In the earlier cycle on the Gospel of St. Luke I drew your attention to the ‘eightfold path’ which men can follow who hold to the teaching which flowed into human evolution through Gautama Buddha. This is usually given as: right opinions, right judgments, right speech, right actions, right standards, right habits, right memories, and right contemplations. These are qualities of the human soul. It may be said: before Gautama Buddha lived, human nature lacked the power to develop such faculties, but since then it has advanced sufficiently to make the gradual development of these qualities of the eightfold path possible as faculties of man's inner being. Before Gautama Buddha lived on Earth in his Buddha incarnation, the independent development of these qualities was not possible. In order that they might gradually be developed, a being like Gautama Buddha had to come in the flesh to give the necessary impulse so that in the course of hundreds and thousands of years they might develop independently in mankind. This fact must be emphasized. In the lectures already referred to, I said that in a certain number of people these faculties are already developed, and when this number has sufficiently increased the Earth will be ripe for the reception of the next Buddha, the Maitreya Buddha, who at the present time is a Bodhisattva. Enclosed between these two events lies the period during which a sufficient number of men will have acquired the higher intellectual, moral, and emotional qualities of the eightfold path. It was, however, necessary at the birth of this period that once, and for the first time, the impulse whereby all the qualities of the eightfold path could be developed should find expression in a single exalted individual, in the personality of Gautama Buddha. Such is the law of human evolution. A faculty destined for development in the whole human race must, in the first place, be fully evolved in a single person; then by slow degrees, throughout the ages, maybe thousands of years, these faculties pass into mankind as a whole.
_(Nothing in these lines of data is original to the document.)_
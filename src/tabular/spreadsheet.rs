//! Spreadsheet import (xlsx, xls, xlsb, ods) and XLSX export.

use std::path::Path;

use calamine::{open_workbook_auto, Data, Reader};
use rust_xlsxwriter::{Format, Workbook};
use tracing::debug;

use super::{report_columns, Cell, ReportRow, Table};
use crate::error::Result;

const SHEET_NAME: &str = "Results";

/// Read the first worksheet. The first row is the header row; every other
/// cell is converted to its text form.
///
/// Blank rows inside the used range are kept, as the CSV reader keeps
/// delimiter-only lines, so row numbers match the sheet.
pub fn read_xlsx(path: &Path) -> Result<Table> {
    let mut workbook = open_workbook_auto(path)?;

    let Some(sheet_name) = workbook.sheet_names().first().cloned() else {
        return Ok(Table::default());
    };
    debug!("Reading sheet '{}' from {}", sheet_name, path.display());

    let range = workbook.worksheet_range(&sheet_name)?;
    let mut rows = range.rows();

    let Some(header_cells) = rows.next() else {
        return Ok(Table::default());
    };
    let headers: Vec<String> = header_cells.iter().map(cell_text).collect();

    let records = rows.map(|cells| cells.iter().map(cell_text).collect::<Vec<String>>());

    Ok(Table::from_records(headers, records))
}

fn cell_text(cell: &Data) -> String {
    match cell {
        Data::Empty => String::new(),
        Data::String(s) => s.clone(),
        Data::Float(n) => {
            // Integers without decimals
            if n.fract() == 0.0 && n.abs() < 1e15 {
                format!("{}", *n as i64)
            } else {
                format!("{}", n)
            }
        }
        Data::Int(n) => n.to_string(),
        Data::Bool(b) => b.to_string(),
        Data::Error(e) => format!("#{:?}", e),
        Data::DateTime(dt) => dt.as_f64().to_string(),
        Data::DateTimeIso(s) => s.clone(),
        Data::DurationIso(s) => s.clone(),
    }
}

/// Write report rows to a single-sheet XLSX workbook.
pub fn write_xlsx(rows: &[ReportRow], path: &Path) -> Result<()> {
    let columns = report_columns(rows);
    let mut workbook = Workbook::new();
    let header_format = Format::new().set_bold();

    let worksheet = workbook.add_worksheet();
    worksheet.set_name(SHEET_NAME)?;

    for (col, name) in columns.iter().enumerate() {
        worksheet.write_string_with_format(0, col as u16, name, &header_format)?;
    }

    for (idx, row) in rows.iter().enumerate() {
        let excel_row = (idx + 1) as u32;
        for (name, cell) in row {
            let Some(col) = columns.iter().position(|c| c == name) else {
                continue;
            };
            let col = col as u16;
            match cell {
                Cell::Text(s) => {
                    worksheet.write_string(excel_row, col, s)?;
                }
                Cell::Number(n) => {
                    worksheet.write_number(excel_row, col, *n)?;
                }
                Cell::Bool(b) => {
                    worksheet.write_boolean(excel_row, col, *b)?;
                }
                Cell::Empty => {}
            }
        }
    }

    workbook.save(path)?;
    Ok(())
}
//! End-to-end scenarios through the public API.

use geoinsights::analysis::{analyze, analyze_with_geocoder, AnalysisOptions};
use geoinsights::compare::compare_datasets;
use geoinsights::consistency;
use geoinsights::distance::haversine;
use geoinsights::error::GeocodeError;
use geoinsights::geocoding::{BatchControl, ReverseGeocoder, ReversePlace};
use geoinsights::models::{ClassificationKind, DatasetSide, GeoPoint, MatchPolicy};
use geoinsights::normalize::{parse_coordinate, ColumnMapping};
use geoinsights::tabular::{read_csv_str, Table};

fn coords() -> ColumnMapping {
    ColumnMapping::coordinates("lat", "lon")
}

fn table(csv: &str) -> Table {
    read_csv_str(csv).unwrap()
}

fn compare(a: &Table, b: &Table, base: DatasetSide, policy: MatchPolicy) -> geoinsights::ComparisonResult {
    compare_datasets(a, &coords(), b, &coords(), base, policy, &BatchControl::immediate()).unwrap()
}

#[test]
fn decimal_comma_and_point_agree() {
    for (comma, point) in [("-23,550520", "-23.550520"), ("46,633309", "46.633309"), ("0,5", "0.5")] {
        assert_eq!(parse_coordinate(comma), parse_coordinate(point));
    }
}

#[test]
fn distance_is_symmetric() {
    let a = GeoPoint::new(-23.5505, -46.6333);
    let b = GeoPoint::new(-22.9068, -43.1729);
    let ab = haversine(&a, &b);
    let ba = haversine(&b, &a);
    assert!((ab - ba).abs() <= ab * 1e-6);
    assert_eq!(haversine(&a, &a), 0.0);
}

#[test]
fn one_point_eleven_meters_apart() {
    let a = table("lat,lon\n0,0");
    let b = table("lat,lon\n0.0001,0");

    let exact = compare(&a, &b, DatasetSide::A, MatchPolicy::ExactCell);
    assert!(exact.records.is_empty());

    let radius = compare(&a, &b, DatasetSide::A, MatchPolicy::Radius(100.0));
    assert_eq!(radius.records.len(), 1);
    assert!((radius.records[0].distance_m - 11.12).abs() < 0.1);

    let nearest = compare(&a, &b, DatasetSide::A, MatchPolicy::Nearest(1));
    assert_eq!(nearest.records.len(), 1);
}

#[test]
fn empty_latitude_on_row_two() {
    let data = table("nome,lat,lon\nA,-23.5,-46.6\nB,,-46.7\nC,-23.7,-46.8");
    let report = analyze(&data, &coords(), &AnalysisOptions::default()).unwrap();

    assert_eq!(report.metrics.total_pois, 3);
    assert_eq!(report.metrics.invalid_coordinates, 1);
    assert!(report.problematic_points().iter().any(|p| p.row == 2));
    assert!(report.clean_points().iter().all(|p| p.row != 2));
}

struct Fixed(ReversePlace);

impl ReverseGeocoder for Fixed {
    async fn reverse_geocode(&self, _location: GeoPoint) -> Result<ReversePlace, GeocodeError> {
        Ok(self.0.clone())
    }
}

#[tokio::test]
async fn empty_declared_state_never_matches() {
    let geocoder = Fixed(ReversePlace::new(Some("SP"), None));
    let check = consistency::check(&geocoder, GeoPoint::new(-23.5, -46.6), Some(""), None)
        .await
        .unwrap();
    assert!(!check.state_match);
}

/// Fails for one known latitude.
struct FlakyOnce {
    fail_lat: f64,
}

impl ReverseGeocoder for FlakyOnce {
    async fn reverse_geocode(&self, location: GeoPoint) -> Result<ReversePlace, GeocodeError> {
        if location.lat == self.fail_lat {
            return Err(GeocodeError::InvalidResponse("boom".to_string()));
        }
        Ok(ReversePlace::new(Some("SP"), Some("São Paulo")))
    }
}

#[tokio::test]
async fn one_failing_reverse_lookup_among_five() {
    let data = table(
        "lat,lon,uf,cidade\n\
         -23.1,-46.1,SP,São Paulo\n\
         -23.2,-46.2,SP,São Paulo\n\
         -23.3,-46.3,SP,São Paulo\n\
         -23.4,-46.4,SP,São Paulo\n\
         -23.5,-46.5,SP,São Paulo",
    );
    let mapping = coords().with_state("uf").with_city("cidade");
    let options = AnalysisOptions::default().with_geographic(true);
    let geocoder = FlakyOnce { fail_lat: -23.3 };

    let report = analyze_with_geocoder(&data, &mapping, &options, &geocoder, &BatchControl::immediate())
        .await
        .unwrap();

    assert_eq!(report.points.len(), 5);
    assert_eq!(report.points[2].kind(), Some(ClassificationKind::Invalid));
    assert_eq!(report.points[2].reason(), Some("verification error"));
    assert_eq!(report.metrics.clean_points, 4);
    assert_eq!(report.metrics.bucket_total(), report.metrics.total_pois);
}

fn sample_sets() -> (Table, Table) {
    let a = table(
        "lat,lon\n-23.55,-46.63\n-23.5501,-46.6301\n-23.56,-46.64\n,\n-23.5500001,-46.63",
    );
    let b = table("lat,lon\n-23.55,-46.63\n-23.5502,-46.6302\n-23.58,-46.60\n-23.55005,-46.63");
    (a, b)
}

#[test]
fn policy_bounds_hold() {
    let (a, b) = sample_sets();

    for n in 1..=3 {
        let result = compare(&a, &b, DatasetSide::A, MatchPolicy::Nearest(n));
        for row in 1..=5 {
            assert!(result.records.iter().filter(|r| r.base_row == row).count() <= n);
        }
    }

    for r in [0.5, 5.0, 50.0, 5000.0] {
        let result = compare(&a, &b, DatasetSide::A, MatchPolicy::Radius(r));
        assert!(result.records.iter().all(|rec| rec.distance_m <= r));
    }

    let exact = compare(&a, &b, DatasetSide::A, MatchPolicy::ExactCell);
    assert!(exact.records.iter().all(|rec| rec.distance_m <= 1.0));
    assert!(!exact.records.is_empty());
}

#[test]
fn comparison_is_deterministic() {
    let (a, b) = sample_sets();
    for base in [DatasetSide::A, DatasetSide::B] {
        let first = compare(&a, &b, base, MatchPolicy::Radius(100.0));
        let second = compare(&a, &b, base, MatchPolicy::Radius(100.0));
        assert_eq!(first.records, second.records);
        assert_eq!(first.matched_base_points, second.matched_base_points);
    }
}

#[test]
fn every_point_has_exactly_one_kind() {
    let data = table("lat,lon\n1,1\n1,1\n1.00005,1\nx,1\n3,3");
    let options = AnalysisOptions::default().with_proximity(10.0);
    let report = analyze(&data, &coords(), &options).unwrap();

    assert!(report.points.iter().all(|p| p.kind().is_some()));
    let m = report.metrics;
    assert_eq!(m.total_pois, 5);
    assert_eq!(
        m.total_pois,
        m.invalid_coordinates
            + m.pois_in_exact_overlap
            + m.pois_in_proximity
            + m.state_mismatches
            + m.city_mismatches
            + m.clean_points
    );
}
But that which is to enter humanity through the Christ event will not be confined within some five thousand years — the period of the influx of the Buddha impulse — it will come to life and continue working as a special faculty to the very end of our earthly evolution. But what is it that actually entered through the Christ event, in a way similar to what entered through the Buddha, but in an infinitely greater and more exalted manner?
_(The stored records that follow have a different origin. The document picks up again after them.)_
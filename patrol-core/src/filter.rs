//! Waypoint filter: decides which monuments chinooks may visit.
//!
//! Rules are evaluated in a fixed order and the first one that matches
//! decides:
//!
//! | Step | Rule                                   | Outcome |
//! |------|----------------------------------------|---------|
//! | 1    | safe zone while safe zones are banned  | reject  |
//! | 2    | force-allow partial / exact name match | accept  |
//! | 3    | disallowed partial / exact name match  | reject  |
//! | 4    | any disallowed tier bit set            | reject  |
//! | 5    | disallowed category                    | reject  |
//! | 6    | (nothing matched)                      | accept  |
//!
//! Name matching is case-insensitive and uses the candidate's
//! [`effective_name`](crate::types::WaypointCandidate::effective_name).

use std::collections::BTreeSet;

use tracing::error;

use crate::config::PatrolConfig;
use crate::error::PatrolError;
use crate::types::{MonumentCategory, MonumentTier, WaypointCandidate};

// ---------------------------------------------------------------------------
// Name patterns
// ---------------------------------------------------------------------------

/// An ordered list of case-insensitive prefab name patterns.
///
/// Blank patterns are dropped on construction, so they never match.
#[derive(Debug, Clone, Default, PartialEq, Eq)]
pub struct NamePatterns {
    lowered: Vec<String>,
}

impl NamePatterns {
    /// Build a pattern list, discarding empty and whitespace-only entries.
    pub fn new<I, S>(patterns: I) -> Self
    where
        I: IntoIterator<Item = S>,
        S: AsRef<str>,
    {
        let lowered = patterns
            .into_iter()
            .filter(|p| !p.as_ref().trim().is_empty())
            .map(|p| p.as_ref().to_lowercase())
            .collect();
        Self { lowered }
    }

    /// Whether any pattern occurs inside `name`.
    #[must_use]
    pub fn any_contained_in(&self, name: &str) -> bool {
        if self.lowered.is_empty() {
            return false;
        }
        let name = name.to_lowercase();
        self.lowered.iter().any(|p| name.contains(p.as_str()))
    }

    /// Whether any pattern equals `name`.
    #[must_use]
    pub fn any_equal_to(&self, name: &str) -> bool {
        if self.lowered.is_empty() {
            return false;
        }
        let name = name.to_lowercase();
        self.lowered.iter().any(|p| *p == name)
    }

    /// Number of usable patterns.
    #[must_use]
    pub fn len(&self) -> usize {
        self.lowered.len()
    }

    /// Whether there are no usable patterns.
    #[must_use]
    pub fn is_empty(&self) -> bool {
        self.lowered.is_empty()
    }
}

// ---------------------------------------------------------------------------
// Filter rules
// ---------------------------------------------------------------------------

/// Compiled eligibility rules. The default constrains nothing.
#[derive(Debug, Clone, Default)]
pub struct FilterRules {
    /// Categories that are never visited.
    pub disallowed_categories: BTreeSet<MonumentCategory>,
    /// Monuments in any of these tiers are never visited.
    pub disallowed_tiers: MonumentTier,
    /// Whether safe-zone monuments are excluded.
    pub disallow_safe_zones: bool,
    /// Reject when any of these occurs inside the name.
    pub disallowed_name_partial: NamePatterns,
    /// Reject when any of these equals the name.
    pub disallowed_name_exact: NamePatterns,
    /// Accept, skipping every later rule, when any of these occurs inside the name.
    pub force_allowed_name_partial: NamePatterns,
    /// Accept, skipping every later rule, when any of these equals the name.
    pub force_allowed_name_exact: NamePatterns,
}

/// Which rule decided a candidate's eligibility.
#[derive(Debug, Clone, Copy, PartialEq, Eq)]
pub enum FilterDecision {
    /// Rejected: safe zone while safe zones are disallowed.
    SafeZone,
    /// Accepted by a force-allow name pattern.
    ForceAllowed,
    /// Rejected by a disallowed name pattern.
    DisallowedName,
    /// Rejected by a disallowed tier.
    DisallowedTier,
    /// Rejected by a disallowed category.
    DisallowedCategory,
    /// No rule matched.
    Allowed,
}

impl FilterDecision {
    /// Whether the candidate may be visited.
    #[must_use]
    pub fn is_allowed(self) -> bool {
        matches!(self, Self::ForceAllowed | Self::Allowed)
    }
}

impl FilterRules {
    /// Compile rules from configuration, logging and skipping unknown
    /// category and tier names.
    #[must_use]
    pub fn from_config(config: &PatrolConfig) -> Self {
        let (rules, invalid) = Self::compile(config);
        for err in &invalid {
            error!("{err}");
        }
        rules
    }

    /// Compile rules from configuration, returning every name that could
    /// not be resolved alongside the rules built from the rest.
    #[must_use]
    pub fn compile(config: &PatrolConfig) -> (Self, Vec<PatrolError>) {
        let mut invalid = Vec::new();

        let mut disallowed_categories = BTreeSet::new();
        for name in &config.disallowed_monument_types {
            match name.parse::<MonumentCategory>() {
                Ok(category) => {
                    disallowed_categories.insert(category);
                }
                Err(err) => invalid.push(err),
            }
        }

        let mut disallowed_tiers = MonumentTier::empty();
        for name in &config.disallowed_monument_tiers {
            match MonumentTier::parse_name(name) {
                Ok(tier) => disallowed_tiers |= tier,
                Err(err) => invalid.push(err),
            }
        }

        let rules = Self {
            disallowed_categories,
            disallowed_tiers,
            disallow_safe_zones: config.disallow_safe_zone_monuments,
            disallowed_name_partial: NamePatterns::new(&config.disallowed_prefabs_partial),
            disallowed_name_exact: NamePatterns::new(&config.disallowed_prefabs_exact),
            force_allowed_name_partial: NamePatterns::new(&config.force_allowed_prefabs_partial),
            force_allowed_name_exact: NamePatterns::new(&config.force_allowed_prefabs_exact),
        };

        (rules, invalid)
    }

    /// Run every rule against `candidate` and report which one decided.
    #[must_use]
    pub fn evaluate(&self, candidate: &WaypointCandidate) -> FilterDecision {
        if self.disallow_safe_zones && candidate.is_safe_zone {
            return FilterDecision::SafeZone;
        }

        let name = candidate.effective_name();

        if self.force_allowed_name_partial.any_contained_in(name)
            || self.force_allowed_name_exact.any_equal_to(name)
        {
            return FilterDecision::ForceAllowed;
        }

        if self.disallowed_name_partial.any_contained_in(name)
            || self.disallowed_name_exact.any_equal_to(name)
        {
            return FilterDecision::DisallowedName;
        }

        if self.disallowed_tiers.intersects(candidate.tiers) {
            return FilterDecision::DisallowedTier;
        }

        if self.disallowed_categories.contains(&candidate.category) {
            return FilterDecision::DisallowedCategory;
        }

        FilterDecision::Allowed
    }

    /// Whether `candidate` may be visited.
    #[must_use]
    pub fn is_eligible(&self, candidate: &WaypointCandidate) -> bool {
        self.evaluate(candidate).is_allowed()
    }
}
It can be described as follows: That which in pre-Christian times could only draw near to man through the Mysteries can, since the Christ event, become to some extent a common attribute of human nature, and this possibility will increase. To comprehend this, an understanding of the nature of these ancient Mysteries and pre-Christian initiations is necessary.
Initiation varied among the different peoples in different parts of the globe, as indeed it has varied in post-Atlantean times. One part of initiation would belong to one nation, another to another. It was unnecessary that every people should possess every form of initiation. Souls, by reincarnating successively in different peoples, gained experience of the various initiations. Initiation is the power of looking into the spiritual world; this is not revealed through physical perception or through the external understanding dependent on the instrument of the physical body.
In ordinary life, twice in every twenty-four hours a man has to be, so to say, where the initiate also is; but the initiate is conscious of his surroundings — ordinary man is unconscious of them. In twenty-four hours the life of man alternates between sleeping and waking conditions of consciousness. The fact of the withdrawal of the astral body and ego from the physical and etheric bodies during sleep is familiar to you. The astral nature and the ego, on expanding into the more immediate universe, derive thence the forces needed during waking life. From the time he falls asleep until he wakes man is actually poured forth into the surrounding world. He is, however, ignorant of this, for the moment he falls asleep his consciousness is extinguished. During sleep he actually lives in the macrocosm.
Initiation consists in man's learning to partake consciously in this experience, to slip consciously into the existence in which our Earth is united with other heavenly bodies. This is the essence of initiation into the macrocosm or Great World.
If a man were to fall asleep and behold all unprepared that world into which he enters, then through the mighty, overwhelming impression made upon him he would be as one who with unprotected eyes attempts to gaze on the Sun. He would suffer a cosmic blinding that would bring death to his soul. All initiation is for the purpose of enabling man to enter the macrocosm — not unprepared, but with organs strengthened and ready to withstand the shock. Blindness and confusion would otherwise occur while sojourning in the macrocosm, because existence there is so far removed from that to which man is accustomed.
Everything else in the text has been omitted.